Specifically, AMEX noted that the Company is not in compliance with Section
1003(a)(iii) of the Amex Company Guide, because its stockholders’ equity is less
than $6,000,000 and it has had losses from continuing operations and net losses
in its five most recent fiscal years. In this regard, the Company notes that,
as
reported it its Quarterly Report on Form 10-Q filed on August 14, 2008, the
Company had total stockholders’ equity of approximately $4.8 million at June 30,
2008.
In
order
to maintain listing of the Company’s common stock on AMEX, the Company must
submit a plan by October 13, 2008, advising AMEX of the actions the Company
has
taken, or will take, that would bring it into compliance with the continued
listing standard identified above by April 30, 2009. If AMEX accepts the plan,
then the Company may be able to continue its listing during the plan period
up
to April 30, 2009, during which time the Company will be subject to periodic
review to determine whether it is making progress consistent with the plan.
If
AMEX does not accept the Company’s plan, or even if accepted, if the Company is
not in compliance with the continued listing standards at the end of the plan
period or the Company does not make progress consistent with the plan during
such period, then AMEX may initiate delisting proceedings.
The
Company is considering what actions it may take to regain compliance with the
AMEX listing standards and intends to submit a compliance plan to the AMEX
staff
in a timely manner.
The
Company’s common stock continues to trade on AMEX. The AMEX has advised the
Company that, the AMEX is utilizing the financial status indicator fields in
the
Consolidated Tape Association’s Consolidated Tape System and Consolidated Quote
Systems Low Speed and High Speed Tapes to identify companies that are in
noncompliance with the AMEX’s continued listing standards. Accordingly, the
Company will become subject to the trading symbol extension “.BC” to denote such
noncompliance.
Item
8.01. Other
Events.
On
September 18, 2008, the Company issued a press release announcing its receipt
from the AMEX of notice of the Company’s failure to satisfy a continued listing
standard.
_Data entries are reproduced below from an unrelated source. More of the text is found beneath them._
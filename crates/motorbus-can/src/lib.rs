//! # Motorbus CAN Adapter Layer
//!
//! CAN 硬件抽象层，为不同的 CAN 适配器提供统一的收发接口。
//!
//! ## 后端
//!
//! - `socketcan`: Linux SocketCAN（仅 Linux）
//! - `slcan`: 串口 SLCAN/LAWICEL 协议（USB-CAN 串口适配器）
//! - `mock`: 内存总线（测试用）
//!
//! 上层只依赖 [`Transport`]，适配器类型在 `Transport::open` 时根据
//! [`TransportDescriptor`] 选定一次。

use std::time::Duration;
use thiserror::Error;

// 重新导出 motorbus-protocol 中的 MotorFrame
pub use motorbus_protocol::MotorFrame;

mod descriptor;
pub mod mock;
pub mod slcan;
mod transport;

#[cfg(target_os = "linux")]
pub mod socketcan;

pub use descriptor::{AdapterFamily, TransportDescriptor};
pub use mock::{MockCanAdapter, MockRx, MockRxHalf, MockTxHalf};
pub use slcan::SlcanAdapter;
pub use transport::Transport;

#[cfg(target_os = "linux")]
pub use socketcan::SocketCanAdapter;

/// CAN 适配层统一错误类型
#[derive(Error, Debug)]
pub enum CanError {
    /// 串口/Socket 底层错误
    #[error("IO Error: {0}")]
    Io(#[from] std::io::Error),

    /// 设备相关错误（设备未找到、未启动、配置失败等）
    #[error("Device Error: {0}")]
    Device(#[from] CanDeviceError),

    /// 读取超时（非致命，可以重试）
    #[error("Read timeout")]
    Timeout,

    /// 缓冲区溢出
    #[error("Buffer overflow")]
    BufferOverflow,

    /// 总线关闭
    #[error("Bus off")]
    BusOff,

    /// 设备未启动或已关闭
    #[error("Device not started")]
    NotStarted,
}

/// 设备/后端错误的结构化分类（不绑定具体后端实现）
#[derive(Debug, Clone, Copy, PartialEq, Eq)]
pub enum CanDeviceErrorKind {
    Unknown,
    /// 设备/接口不存在
    NotFound,
    /// 设备已断开
    NoDevice,
    /// 权限不足
    AccessDenied,
    /// 资源被占用
    Busy,
    /// 不支持的后端或配置
    UnsupportedConfig,
    /// 设备返回无效响应
    InvalidResponse,
    /// 无效帧（如 ID 越界）
    InvalidFrame,
    /// 其他后端错误
    Backend,
}

/// 结构化设备错误：kind + message
#[derive(Error, Debug, Clone)]
#[error("{kind:?}: {message}")]
pub struct CanDeviceError {
    pub kind: CanDeviceErrorKind,
    pub message: String,
}

impl CanDeviceError {
    pub fn new(kind: CanDeviceErrorKind, message: impl Into<String>) -> Self {
        Self {
            kind,
            message: message.into(),
        }
    }

    /// 致命错误表示设备已不可用，需要重新打开
    pub fn is_fatal(&self) -> bool {
        matches!(
            self.kind,
            CanDeviceErrorKind::NoDevice
                | CanDeviceErrorKind::AccessDenied
                | CanDeviceErrorKind::NotFound
        )
    }
}

impl From<String> for CanDeviceError {
    fn from(message: String) -> Self {
        Self::new(CanDeviceErrorKind::Unknown, message)
    }
}

impl From<&str> for CanDeviceError {
    fn from(message: &str) -> Self {
        Self::new(CanDeviceErrorKind::Unknown, message)
    }
}

/// CAN 适配器 Trait
///
/// 语义：
/// - `send()`: Fire-and-Forget，写入成功即返回
/// - `receive_timeout()`: 阻塞直到收到有效数据帧或超时（`CanError::Timeout`）
pub trait CanAdapter {
    /// 配置总线波特率
    fn configure(&mut self, bitrate: u32) -> Result<(), CanError>;

    /// 发送一帧
    fn send(&mut self, frame: MotorFrame) -> Result<(), CanError>;

    /// 带超时的接收
    fn receive_timeout(&mut self, timeout: Duration) -> Result<MotorFrame, CanError>;
}

/// 只读半边（监控线程使用）
pub trait RxAdapter {
    fn receive_timeout(&mut self, timeout: Duration) -> Result<MotorFrame, CanError>;

    /// 释放底层句柄，之后的接收返回 [`CanError::NotStarted`]
    fn close(&mut self) {}
}

/// 只写半边（命令发送使用）
pub trait TxAdapter {
    fn send(&mut self, frame: MotorFrame) -> Result<(), CanError>;

    /// 关闭通道（尽力而为）
    fn close(&mut self) -> Result<(), CanError> {
        Ok(())
    }
}

/// 可分离为独立 RX/TX 半边的适配器
///
/// 分离后两个半边可以在不同线程中并发使用，互不阻塞。
pub trait SplittableAdapter: CanAdapter {
    type RxAdapter: RxAdapter;
    type TxAdapter: TxAdapter;
    fn split(self) -> Result<(Self::RxAdapter, Self::TxAdapter), CanError>;
}

/// 拒绝发送 ID 越界的帧
pub(crate) fn ensure_valid_id(frame: &MotorFrame) -> Result<(), CanError> {
    if frame.has_valid_id() {
        Ok(())
    } else {
        Err(CanError::Device(CanDeviceError::new(
            CanDeviceErrorKind::InvalidFrame,
            format!(
                "CAN ID 0x{:X} out of range for {} frame",
                frame.id,
                if frame.is_extended { "extended" } else { "standard" }
            ),
        )))
    }
}

#[cfg(test)]
mod tests {
    use super::*;

    #[test]
    fn test_device_error_fatal() {
        assert!(CanDeviceError::new(CanDeviceErrorKind::NotFound, "x").is_fatal());
        assert!(!CanDeviceError::new(CanDeviceErrorKind::UnsupportedConfig, "x").is_fatal());
    }

    #[test]
    fn test_device_error_display() {
        let err = CanError::Device(CanDeviceError::new(CanDeviceErrorKind::Busy, "port busy"));
        assert_eq!(err.to_string(), "Device Error: Busy: port busy");
        assert_eq!(CanError::Timeout.to_string(), "Read timeout");
    }

    #[test]
    fn test_ensure_valid_id() {
        assert!(ensure_valid_id(&MotorFrame::new_extended(0x0600_0001, &[])).is_ok());
        assert!(ensure_valid_id(&MotorFrame::new_standard(0x7FF, &[])).is_ok());

        let mut frame = MotorFrame::new_standard(0x100, &[]);
        frame.id = 0x800;
        match ensure_valid_id(&frame) {
            Err(CanError::Device(e)) => assert_eq!(e.kind, CanDeviceErrorKind::InvalidFrame),
            other => panic!("Expected InvalidFrame, got {:?}", other),
        }
    }
}
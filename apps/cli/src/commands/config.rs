//! 配置管理命令
//!
//! 配置文件位于 `<config_dir>/motorbus/config.toml`：
//!
//! ```toml
//! interface = "socketcan:can0"
//!
//! [bus]
//! poll_timeout_ms = 100
//! echo_timeout_ms = 2000
//! ```

use anyhow::{Context, Result};
use clap::Subcommand;
use motorbus_can::TransportDescriptor;
use motorbus_driver::BusConfig;
use serde::{Deserialize, Serialize};
use std::fs;
use std::path::{Path, PathBuf};

/// 配置目录
fn config_dir() -> Result<PathBuf> {
    let mut path = dirs::config_dir().ok_or_else(|| anyhow::anyhow!("无法确定配置目录"))?;

    path.push("motorbus");
    Ok(path)
}

/// 配置文件路径（不创建目录）
pub fn config_file() -> Result<PathBuf> {
    let mut path = config_dir()?;
    path.push("config.toml");
    Ok(path)
}

/// `[bus]` 段，未设置的项使用 `BusConfig` 默认值
#[derive(Debug, Clone, Copy, Default, PartialEq, Eq, Serialize, Deserialize)]
#[serde(default, deny_unknown_fields)]
pub struct BusOverrides {
    #[serde(skip_serializing_if = "Option::is_none")]
    pub poll_timeout_ms: Option<u64>,
    #[serde(skip_serializing_if = "Option::is_none")]
    pub stop_timeout_ms: Option<u64>,
    #[serde(skip_serializing_if = "Option::is_none")]
    pub echo_timeout_ms: Option<u64>,
    #[serde(skip_serializing_if = "Option::is_none")]
    pub sink_capacity: Option<usize>,
}

impl BusOverrides {
    fn is_empty(&self) -> bool {
        *self == Self::default()
    }

    /// 叠加到默认参数上
    pub fn apply(&self, mut config: BusConfig) -> BusConfig {
        if let Some(ms) = self.poll_timeout_ms {
            config.poll_timeout_ms = ms;
        }
        if let Some(ms) = self.stop_timeout_ms {
            config.stop_timeout_ms = ms;
        }
        if let Some(ms) = self.echo_timeout_ms {
            config.echo_timeout_ms = ms;
        }
        if let Some(capacity) = self.sink_capacity {
            config.sink_capacity = capacity;
        }
        config
    }
}

/// CLI 配置
#[derive(Debug, Clone, Default, PartialEq, Eq, Serialize, Deserialize)]
#[serde(default, deny_unknown_fields)]
pub struct CliConfig {
    /// 默认总线描述符
    #[serde(skip_serializing_if = "Option::is_none")]
    pub interface: Option<String>,

    #[serde(skip_serializing_if = "BusOverrides::is_empty")]
    pub bus: BusOverrides,
}

impl CliConfig {
    /// 从默认位置加载，文件不存在时返回默认配置
    pub fn load() -> Result<Self> {
        Self::load_from(&config_file()?)
    }

    pub fn load_from(path: &Path) -> Result<Self> {
        if !path.exists() {
            return Ok(Self::default());
        }

        let content = fs::read_to_string(path)
            .with_context(|| format!("读取配置文件失败: {}", path.display()))?;
        toml::from_str(&content).with_context(|| format!("解析配置文件失败: {}", path.display()))
    }

    /// 保存到默认位置
    pub fn save(&self) -> Result<PathBuf> {
        let path = config_file()?;
        self.save_to(&path)?;
        Ok(path)
    }

    pub fn save_to(&self, path: &Path) -> Result<()> {
        if let Some(parent) = path.parent() {
            fs::create_dir_all(parent).context("创建配置目录失败")?;
        }

        let body = toml::to_string_pretty(self).context("序列化配置失败")?;
        let content = format!("# Motorbus CLI Configuration\n\n{}", body);
        fs::write(path, content).context("写入配置文件失败")?;
        Ok(())
    }

    /// 生效的总线参数
    pub fn bus_config(&self) -> BusConfig {
        self.bus.apply(BusConfig::default())
    }
}

/// 配置命令
#[derive(Subcommand, Debug)]
pub enum ConfigCommand {
    /// 设置配置项
    Set {
        /// 默认总线描述符（如 socketcan:can0、serial:/dev/ttyACM0）
        #[arg(short, long)]
        interface: Option<String>,

        /// 监控接收超时（毫秒）
        #[arg(long)]
        poll_timeout_ms: Option<u64>,

        /// 停止监控的等待上限（毫秒）
        #[arg(long)]
        stop_timeout_ms: Option<u64>,

        /// 通信自检等待时间（毫秒）
        #[arg(long)]
        echo_timeout_ms: Option<u64>,

        /// 监控输出队列容量
        #[arg(long)]
        sink_capacity: Option<usize>,
    },

    /// 获取配置项
    Get {
        /// 配置项名称（interface、bus 或 all）
        #[arg(default_value = "all")]
        key: String,
    },

    /// 检查配置
    Check,
}

impl ConfigCommand {
    pub fn execute(self) -> Result<()> {
        match self {
            ConfigCommand::Set {
                interface,
                poll_timeout_ms,
                stop_timeout_ms,
                echo_timeout_ms,
                sink_capacity,
            } => {
                let overrides = BusOverrides {
                    poll_timeout_ms,
                    stop_timeout_ms,
                    echo_timeout_ms,
                    sink_capacity,
                };
                Self::set_(interface, overrides)
            },

            ConfigCommand::Get { key } => Self::get_(&key),

            ConfigCommand::Check => Self::check_(),
        }
    }

    fn set_(interface: Option<String>, overrides: BusOverrides) -> Result<()> {
        let mut config = CliConfig::load()?;

        if let Some(iface) = interface {
            let descriptor: TransportDescriptor =
                iface.parse().with_context(|| format!("无效的总线描述符: {}", iface))?;
            println!("✅ 设置默认接口: {}", descriptor);
            config.interface = Some(descriptor.to_string());
        }

        if !overrides.is_empty() {
            config.bus = BusOverrides {
                poll_timeout_ms: overrides.poll_timeout_ms.or(config.bus.poll_timeout_ms),
                stop_timeout_ms: overrides.stop_timeout_ms.or(config.bus.stop_timeout_ms),
                echo_timeout_ms: overrides.echo_timeout_ms.or(config.bus.echo_timeout_ms),
                sink_capacity: overrides.sink_capacity.or(config.bus.sink_capacity),
            };
            println!("✅ 更新总线参数: {:?}", config.bus_config());
        }

        let path = config.save()?;
        println!("💾 已保存: {}", path.display());
        Ok(())
    }

    fn get_(key: &str) -> Result<()> {
        let config = CliConfig::load()?;

        match key {
            "interface" => match config.interface {
                Some(ref iface) => println!("{}", iface),
                None => println!("(未设置)"),
            },

            "bus" => print_bus_config(&config.bus_config()),

            _ => {
                println!("Motorbus CLI 配置:");
                println!("  接口: {}", config.interface.as_deref().unwrap_or("(未设置)"));
                print_bus_config(&config.bus_config());
            },
        }

        Ok(())
    }

    fn check_() -> Result<()> {
        let path = config_file()?;
        println!("配置文件: {}", path.display());

        let config = CliConfig::load()?;
        match config.interface {
            Some(ref iface) => match iface.parse::<TransportDescriptor>() {
                Ok(descriptor) => println!("  ✅ 接口: {}", descriptor),
                Err(e) => println!("  ❌ 接口 {}: {}", iface, e),
            },
            None => println!("  ⚠️  未设置接口（使用 --interface 或 config set --interface）"),
        }
        print_bus_config(&config.bus_config());

        Ok(())
    }
}

fn print_bus_config(config: &BusConfig) {
    println!("  poll_timeout_ms = {}", config.poll_timeout_ms);
    println!("  stop_timeout_ms = {}", config.stop_timeout_ms);
    println!("  echo_timeout_ms = {}", config.echo_timeout_ms);
    println!("  sink_capacity = {}", config.sink_capacity);
}
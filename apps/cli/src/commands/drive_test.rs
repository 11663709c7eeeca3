//! 差速驱动测试
//!
//! 使能两侧电机后执行固定序列，结束或 Ctrl+C 中止时两侧速度都会归零。

use crate::oneshot::{OneShot, install_ctrlc, interruptible_sleep};
use anyhow::{Context, Result};
use clap::{Args, ValueEnum};
use motorbus_driver::{DIFFERENTIAL_DEMO, DriveStep, MOTOR_TEST, drive};
use std::time::Duration;

/// 测试序列
#[derive(Debug, Clone, Copy, PartialEq, Eq, ValueEnum)]
pub enum Pattern {
    /// 前进、停、后退、停、左转、右转、停
    MotorTest,
    /// 交互式差速演示（速度更高，每步 2 秒）
    Differential,
}

impl Pattern {
    pub fn steps(self) -> &'static [DriveStep] {
        match self {
            Pattern::MotorTest => MOTOR_TEST,
            Pattern::Differential => DIFFERENTIAL_DEMO,
        }
    }
}

/// 驱动测试参数
#[derive(Args, Debug)]
pub struct DriveTestCommand {
    /// 跳过使能步骤（电机已使能时）
    #[arg(long)]
    pub no_enable: bool,

    /// 测试序列
    #[arg(short, long, value_enum, default_value_t = Pattern::MotorTest)]
    pub pattern: Pattern,
}

impl DriveTestCommand {
    pub fn execute(&self, oneshot: &OneShot) -> Result<()> {
        let running = install_ctrlc()?;
        let bus = oneshot.connect()?;
        let steps = self.pattern.steps();
        let wait = |duration: Duration| interruptible_sleep(duration, &running);

        if !self.no_enable {
            println!("⚡ 使能左右电机...");
            if !drive::enable_both(bus.driver(), wait).context("使能电机失败")? {
                println!("🛑 已中止：未执行驱动序列");
                return Ok(());
            }
        }

        println!(
            "🚗 开始 {:?} 序列：{} 步，约 {:.1}s（Ctrl+C 中止）",
            self.pattern,
            steps.len(),
            total_duration(steps).as_secs_f64()
        );
        let completed =
            drive::run_sequence(bus.driver(), steps, wait).context("驱动测试序列失败")?;

        if completed == steps.len() {
            println!("✅ 驱动测试完成");
        } else {
            println!("🛑 已中止：完成 {}/{} 步，电机已停止", completed, steps.len());
        }
        Ok(())
    }
}

/// 序列的总时长（含左右间隔）
pub fn total_duration(steps: &[DriveStep]) -> Duration {
    steps.iter().map(|step| step.hold + drive::SIDE_GAP).sum()
}

#[cfg(test)]
mod tests {
    use super::*;
    use clap::Parser;

    #[derive(Parser)]
    struct TestCli {
        #[command(flatten)]
        args: DriveTestCommand,
    }

    #[test]
    fn test_default_pattern() {
        let cli = TestCli::try_parse_from(["drive-test"]).unwrap();
        assert_eq!(cli.args.pattern, Pattern::MotorTest);
        assert!(!cli.args.no_enable);
    }

    #[test]
    fn test_parse_differential_no_enable() {
        let cli =
            TestCli::try_parse_from(["drive-test", "--no-enable", "--pattern", "differential"])
                .unwrap();
        assert_eq!(cli.args.pattern, Pattern::Differential);
        assert!(cli.args.no_enable);
    }

    #[test]
    fn test_total_duration() {
        assert_eq!(
            total_duration(Pattern::MotorTest.steps()),
            Duration::from_millis(13_700)
        );
        assert_eq!(
            total_duration(Pattern::Differential.steps()),
            Duration::from_millis(12_600)
        );
    }
}
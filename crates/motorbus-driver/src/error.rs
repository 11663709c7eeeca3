//! 驱动层错误类型定义

use motorbus_can::CanError;
use thiserror::Error;

/// 驱动层错误类型
#[derive(Error, Debug)]
pub enum DriverError {
    /// CAN 传输错误（打开或发送失败）
    #[error("CAN driver error: {0}")]
    Can(#[from] CanError),

    /// 通道号不是 1（左）或 2（右）
    #[error("Invalid motor channel {0} (expected 1 or 2)")]
    InvalidChannel(u8),

    /// 没有打开的总线会话
    #[error("Not connected to a CAN bus")]
    NotConnected,

    /// 监控线程无法启动
    #[error("Monitor thread error: {0}")]
    MonitorThread(String),
}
The full text of this press release is attached hereto as Exhibit
99.1. The information in this Item 8.01 shall not be deemed to be “filed” for
the purposes of Section 18 of the Securities Exchange Act of 1934 or otherwise
subject to the liability of that Section.
Item
9.01. Financial
Statements and Exhibits.
99.1 Press
Release issued by Nephros, Inc., dated September 18, 2008.
SIGNATURES
Pursuant
to the requirements of the Securities Exchange Act of 1934, the Registrant
has
duly caused this report to be signed on its behalf by the undersigned thereunto
duly authorized.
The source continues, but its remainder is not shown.